REQUIRED ACTION:
From the entries that follow, pick out all lines holding "SpeedCalculator".
[[ DATA FOR REVIEW open ]]
use std::sync::Mutex;
use std::time::{Duration, Instant};

/// Minimum time between two redraws of a [`ProgressLine`].
const DEFAULT_REDRAW: Duration = Duration::from_millis(50);

// ---------------------------------------------------------------------------
// SpeedCalculator
// ---------------------------------------------------------------------------

struct SpeedSample {
    bytes: u64,
    timestamp: Instant,
}

/// Calculates transfer speed using a sliding window of samples.
pub struct SpeedCalculator {
    inner: Mutex<SpeedInner>,
}

struct SpeedInner {
    samples: Vec<SpeedSample>,
    max_samples: usize,
    window_size: Duration,
}

impl SpeedCalculator {
    /// Creates a new calculator.
    ///
    /// - `window_size`: time window for speed calculation (default 5 s).
    /// - `max_samples`: maximum retained samples (default 100).
    pub fn new(window_size: Option<Duration>, max_samples: Option<usize>) -> Self {
        Self {
            inner: Mutex::new(SpeedInner {
                samples: Vec::new(),
                max_samples: max_samples.unwrap_or(100).max(2),
                window_size: window_size.unwrap_or(Duration::from_secs(5)),
            }),
        }
    }

    /// Records that `bytes` more were transferred just now.
    pub fn add_sample(&self, bytes: u64) {
        self.add_sample_at(bytes, Instant::now());
    }

    fn add_sample_at(&self, bytes: u64, now: Instant) {
        let mut s = self.lock();
        s.samples.push(SpeedSample {
            bytes,
            timestamp: now,
        });

        if let Some(cutoff) = now.checked_sub(s.window_size) {
            s.samples.retain(|sample| sample.timestamp >= cutoff);
        }
        if s.samples.len() > s.max_samples {
            let excess = s.samples.len() - s.max_samples;
            s.samples.drain(..excess);
        }
    }

    /// Average bytes/second within the window; 0.0 with fewer than 2 samples.
    ///
    /// The oldest sample only marks the window start, its bytes were
    /// transferred before it.
    pub fn bytes_per_second(&self) -> f64 {
        let s = self.lock();
        let (Some(first), Some(last)) = (s.samples.first(), s.samples.last()) else {
            return 0.0;
        };
        let elapsed = last.timestamp.duration_since(first.timestamp);
        if s.samples.len() < 2 || elapsed.is_zero() {
            return 0.0;
        }
        let total_bytes: u64 = s.samples[1..].iter().map(|sample| sample.bytes).sum();
        total_bytes as f64 / elapsed.as_secs_f64()
    }

    /// Estimates time remaining to transfer `remaining_bytes`.
    ///
    /// Returns `None` if speed is zero.
    pub fn eta(&self, remaining_bytes: u64) -> Option<Duration> {
        let speed = self.bytes_per_second();
        if speed <= 0.0 {
            return None;
        }
        Some(Duration::from_secs_f64(remaining_bytes as f64 / speed))
    }

    pub fn reset(&self) {
        self.lock().samples.clear();
    }

    fn lock(&self) -> std::sync::MutexGuard<'_, SpeedInner> {
        self.inner.lock().unwrap_or_else(|e| e.into_inner())
    }
}

// ---------------------------------------------------------------------------
// Sizes
// ---------------------------------------------------------------------------

/// Formats a byte count with binary units, e.g. `"1.50 MiB"`.
pub fn format_size(bytes: u64) -> String {
    const UNITS: [&str; 7] = ["B", "KiB", "MiB", "GiB", "TiB", "PiB", "EiB"];
    let mut value = bytes as f64;
    let mut unit = 0;
    while value >= 1024.0 && unit < UNITS.len() - 1 {
        value /= 1024.0;
        unit += 1;
    }
    format!("{value:.2} {}", UNITS[unit])
}

// ---------------------------------------------------------------------------
// ProgressLine
// ---------------------------------------------------------------------------

/// Renders a one-line terminal progress bar for a single transfer.
///
/// `<name> [#####     ] 50.0% (5.00 MiB/10.00 MiB) 1.20 MiB/s`
///
/// The caller writes the returned strings (they end in `\r`, the final one
/// in `\n`). Shorter lines are padded so no stale characters remain.
pub struct ProgressLine {
    name: String,
    total: u64,
    width: usize,
    redraw_every: Duration,
    speed: SpeedCalculator,
    started: Instant,
    last_draw: Option<Instant>,
    last_bytes: u64,
    widest: usize,
}

impl ProgressLine {
    pub fn new(name: impl Into<String>, total: u64) -> Self {
        Self {
            name: name.into(),
            total,
            width: 32,
            redraw_every: DEFAULT_REDRAW,
            speed: SpeedCalculator::new(Some(Duration::from_secs(3)), None),
            started: Instant::now(),
            last_draw: None,
            last_bytes: 0,
            widest: 0,
        }
    }

    /// Sets the bar width in characters.
    pub fn with_width(mut self, width: usize) -> Self {
        self.width = width;
        self
    }

    pub fn with_redraw_interval(mut self, interval: Duration) -> Self {
        self.redraw_every = interval;
        self
    }

    /// Feeds the absolute byte count; returns a line when a redraw is due.
    pub fn update(&mut self, bytes: u64) -> Option<String> {
        self.speed.add_sample(bytes.saturating_sub(self.last_bytes));
        self.last_bytes = self.last_bytes.max(bytes);

        let now = Instant::now();
        if self
            .last_draw
            .is_some_and(|at| now.duration_since(at) < self.redraw_every)
        {
            return None;
        }
        self.last_draw = Some(now);
        let line = self.render(bytes, self.speed.bytes_per_second());
        Some(self.pad(line, '\r'))
    }

    /// Final full bar with the average speed of the whole transfer.
    pub fn done(&mut self) -> String {
        let total = self.total.max(self.last_bytes);
        let elapsed = self.started.elapsed().as_secs_f64();
        let speed = if elapsed > 0.0 {
            total as f64 / elapsed
        } else {
            0.0
        };
        self.total = total;
        let line = self.render(total, speed);
        self.pad(line, '\n')
    }

    /// Formats one line without throttling or padding.
    pub fn render(&self, bytes: u64, bytes_per_second: f64) -> String {
        let fraction = if self.total == 0 {
            1.0
        } else {
            (bytes as f64 / self.total as f64).min(1.0)
        };
        let filled = ((self.width as f64) * fraction) as usize;
        format!(
            "{} [{}{}] {:.1}% ({}/{}) {}/s",
            self.name,
            "#".repeat(filled),
            " ".repeat(self.width - filled),
            fraction * 100.0,
            format_size(bytes),
            format_size(self.total),
            format_size(bytes_per_second as u64),
        )
    }

    fn pad(&mut self, mut line: String, end: char) -> String {
        let len = line.chars().count();
        if len < self.widest {
            line.push_str(&" ".repeat(self.widest - len));
        }
        self.widest = self.widest.max(len);
        line.push(end);
        line
    }
}

#[cfg(test)]
mod tests {
    use super::*;
    use std::sync::Arc;

    #[test]
    fn speed_calculator_no_samples() {
        let calc = SpeedCalculator::new(None, None);
        assert_eq!(calc.bytes_per_second(), 0.0);
        assert!(calc.eta(1000).is_none());
    }

    #[test]
    fn speed_calculator_single_sample() {
        let calc = SpeedCalculator::new(None, None);
        calc.add_sample(100);
        assert_eq!(calc.bytes_per_second(), 0.0);
    }

    #[test]
    fn speed_calculator_exact_rate() {
        let calc = SpeedCalculator::new(Some(Duration::from_secs(10)), None);
        let t0 = Instant::now();
        calc.add_sample_at(500, t0);
        calc.add_sample_at(1000, t0 + Duration::from_millis(500));
        calc.add_sample_at(1000, t0 + Duration::from_secs(1));
        assert_eq!(calc.bytes_per_second(), 2000.0);
        assert_eq!(calc.eta(4000), Some(Duration::from_secs(2)));
    }

    #[test]
    fn speed_calculator_drops_old_samples() {
        let calc = SpeedCalculator::new(Some(Duration::from_secs(1)), None);
        let t0 = Instant::now();
        calc.add_sample_at(1_000_000, t0);
        calc.add_sample_at(10, t0 + Duration::from_secs(5));
        calc.add_sample_at(10, t0 + Duration::from_millis(5500));
        assert_eq!(calc.bytes_per_second(), 20.0);
    }

    #[test]
    fn speed_calculator_reset() {
        let calc = SpeedCalculator::new(None, None);
        calc.add_sample(100);
        calc.add_sample(200);
        calc.reset();
        assert_eq!(calc.bytes_per_second(), 0.0);
    }

    #[test]
    fn speed_calculator_max_samples() {
        let calc = SpeedCalculator::new(Some(Duration::from_secs(60)), Some(5));
        for i in 0..20 {
            calc.add_sample(i * 10);
        }
        assert!(calc.lock().samples.len() <= 5);
    }

    #[test]
    fn speed_calculator_concurrent_access() {
        use std::thread;

        let calc = Arc::new(SpeedCalculator::new(None, None));
        let handles: Vec<_> = (0..10)
            .map(|_| {
                let c = Arc::clone(&calc);
                thread::spawn(move || {
                    for _ in 0..100 {
                        c.add_sample(1);
                        let _ = c.bytes_per_second();
                    }
                })
            })
            .collect();
        for h in handles {
            h.join().unwrap();
        }
        let _ = calc.bytes_per_second();
    }

    #[test]
    fn format_size_units() {
        assert_eq!(format_size(0), "0.00 B");
        assert_eq!(format_size(1023), "1023.00 B");
        assert_eq!(format_size(1536), "1.50 KiB");
        assert_eq!(format_size(10 * 1024 * 1024), "10.00 MiB");
    }

    #[test]
    fn render_half_done() {
        let line = ProgressLine::new("movie.mkv", 10 * 1024 * 1024).with_width(10);
        assert_eq!(
            line.render(5 * 1024 * 1024, 1024.0 * 1024.0),
            "movie.mkv [#####     ] 50.0% (5.00 MiB/10.00 MiB) 1.00 MiB/s"
        );
    }

    #[test]
    fn updates_are_throttled() {
        let mut line = ProgressLine::new("f", 100).with_redraw_interval(Duration::from_secs(60));
        assert!(line.update(10).is_some());
        assert!(line.update(20).is_none());
    }

    #[test]
    fn done_is_full_and_padded() {
        let mut line = ProgressLine::new("f", 0).with_width(4);
        let first = line.update(0).unwrap();
        let last = line.done();
        assert!(last.starts_with("f [####] 100.0%"));
        assert!(last.ends_with('\n'));
        assert!(last.len() >= first.len());
    }
}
[[ DATA FOR REVIEW closed ]]
PROBLEM SOLUTION:
// SpeedCalculator
pub struct SpeedCalculator {
impl SpeedCalculator {
    speed: SpeedCalculator,
            speed: SpeedCalculator::new(Some(Duration::from_secs(3)), None),
        let calc = SpeedCalculator::new(None, None);
        let calc = SpeedCalculator::new(None, None);
        let calc = SpeedCalculator::new(Some(Duration::from_secs(10)), None);
        let calc = SpeedCalculator::new(Some(Duration::from_secs(1)), None);
        let calc = SpeedCalculator::new(None, None);
        let calc = SpeedCalculator::new(Some(Duration::from_secs(60)), Some(5));
        let calc = Arc::new(SpeedCalculator::new(None, None));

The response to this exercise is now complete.